Bu zafer sadece CHP ve kadrolarının olmayacak. İzlenimlerimizden edindiklerimiz, AK Parti, MHP, İYİ Parti ve HDP seçmen kitlesinin de kendilerine göre gerekçelerinin varlığı demokrasi güçlerinin kazanımına ciddi bir katkı sunacak.
Kazanmak yetmiyor, kazandıktan sonraki zaman dilimindeki halkçı belediyecilik performansının çıtasını sürekli yükseklerde tutacak olanlar Belediye Başkanları ve ekipleri olacak. Başta Vahap Seçer olmak üzere ilçe belediye başkanları, elde edilecek olan zaferin ne kadar kıymetli olduğunu gözden kaçırmamak gibi ciddi bir sorumluluk üstlenecekler. Zafer sarhoşluğu asla kabul edebileceğimiz bir durum değil.
Neden değil?
Ülkenin içinde bulunduğu kaotik ortam hepimize ciddi bir sorumluluk yüklüyor. Belediyelerin kazanılmasından sonraki sürecin genel iktidara doğru giden bir onarım süreci olduğunu sürekli beynimizde ve yüreğimizde diri tutarak, seçim çalışma sürecinde kazanmaya katkı sunan en yakınımızdaki ve en uzağımızdakileri yarın seçim varmış gibi hazır tutmak gibi bir yöntemi hayata geçirmek durumundalar, seçilecek olan Belediye Başkanları.

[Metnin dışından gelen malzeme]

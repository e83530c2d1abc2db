use std::sync::{mpsc, Arc, Mutex};
use std::thread;

use crate::api::{ApiClient, ClientConfig};
use crate::poll::PollSet;
use crate::push::PushChannel;
use crate::types::{ApiError, ChannelEventSink, ClientEvent, EventSink, JobId};

#[derive(Debug, Clone, PartialEq, Eq)]
pub enum ClientCommand {
    Submit { args: String },
    StartPoll { job_id: JobId },
    StopPoll { job_id: JobId },
    StopAllPolls,
    FetchJobList,
    ClearJobs,
    ConnectPush,
    DisconnectPush,
    ReconnectPush,
}

/// Handle to the client backend: a dedicated thread owning a tokio runtime,
/// fed commands over a channel and reporting [`ClientEvent`]s back.
///
/// Commands are processed in order on the backend thread; spawned work (a
/// submission, a poll loop, the push stream) runs on the runtime's workers
/// and reports through the same event channel.
#[derive(Clone)]
pub struct ClientHandle {
    cmd_tx: mpsc::Sender<ClientCommand>,
    event_rx: Arc<Mutex<mpsc::Receiver<ClientEvent>>>,
}

impl ClientHandle {
    pub fn new(config: ClientConfig) -> Result<Self, ApiError> {
        // Built eagerly so a bad configuration fails construction instead of
        // the backend thread.
        let api = Arc::new(ApiClient::new(config.clone())?);
        let (cmd_tx, cmd_rx) = mpsc::channel();
        let (event_tx, event_rx) = mpsc::channel();

        thread::spawn(move || {
            let runtime = tokio::runtime::Runtime::new().expect("tokio runtime");
            let sink: Arc<dyn EventSink> = Arc::new(ChannelEventSink::new(event_tx));
            let polls = PollSet::new(
                runtime.handle().clone(),
                api.clone(),
                sink.clone(),
                config.poll_interval,
            );
            let push = PushChannel::new(
                runtime.handle().clone(),
                config.connect_timeout,
                api.subscribe_url(),
                sink.clone(),
            );

            while let Ok(command) = cmd_rx.recv() {
                handle_command(&runtime, &api, &sink, &polls, &push, command);
            }
            // Owner dropped the handle; tear everything down.
            push.disconnect();
            polls.stop_all();
        });

        Ok(Self {
            cmd_tx,
            event_rx: Arc::new(Mutex::new(event_rx)),
        })
    }

    pub fn send(&self, command: ClientCommand) {
        let _ = self.cmd_tx.send(command);
    }

    /// Clone of the command sender, for owners that schedule commands from
    /// other threads (e.g. a delayed reconnect).
    pub fn sender(&self) -> mpsc::Sender<ClientCommand> {
        self.cmd_tx.clone()
    }

    pub fn try_recv(&self) -> Option<ClientEvent> {
        self.event_rx
            .lock()
            .expect("client events lock")
            .try_recv()
            .ok()
    }
}

fn handle_command(
    runtime: &tokio::runtime::Runtime,
    api: &Arc<ApiClient>,
    sink: &Arc<dyn EventSink>,
    polls: &PollSet,
    push: &PushChannel,
    command: ClientCommand,
) {
    match command {
        ClientCommand::Submit { args } => {
            let api = api.clone();
            let sink = sink.clone();
            runtime.spawn(async move {
                match api.create_job(&args).await {
                    Ok(job_id) => sink.emit(ClientEvent::Submitted { job_id }),
                    Err(error) => sink.emit(ClientEvent::SubmitFailed { error }),
                }
            });
        }
        ClientCommand::StartPoll { job_id } => polls.start(&job_id),
        ClientCommand::StopPoll { job_id } => polls.stop(&job_id),
        ClientCommand::StopAllPolls => polls.stop_all(),
        ClientCommand::FetchJobList => {
            let api = api.clone();
            let sink = sink.clone();
            runtime.spawn(async move {
                match api.list_jobs().await {
                    Ok(jobs) => sink.emit(ClientEvent::JobList(jobs)),
                    Err(error) => sink.emit(ClientEvent::JobListFailed { error }),
                }
            });
        }
        ClientCommand::ClearJobs => {
            let api = api.clone();
            let sink = sink.clone();
            runtime.spawn(async move {
                match api.delete_all_jobs().await {
                    Ok(()) => sink.emit(ClientEvent::JobsCleared),
                    Err(error) => sink.emit(ClientEvent::ClearFailed { error }),
                }
            });
        }
        ClientCommand::ConnectPush => push.connect(),
        ClientCommand::DisconnectPush => push.disconnect(),
        ClientCommand::ReconnectPush => {
            push.disconnect();
            push.connect();
        }
    }
}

‘Önce yerel sonra genel iktidar’ sloganı Pazar gününden sonra daha da anlam kazanacak diye düşünüyorum. Pazar günü sadece belediyeler kazanılacak, bitmedi, sonrası daha ağır bir sorumluluk, neden, çünkü ülkeyi de kazanmak, içine girdiği karanlıktan kurtarmak gerekiyor.
Seçimden önceki son yazımda şahsım ve Mersin Times ailesi adına şimdiden ‘Hayırlı uğurlu olsun Vahap Seçer’ diyorum. Ortak çabanın her zaman kazandıracağını hiç unutmayacağız.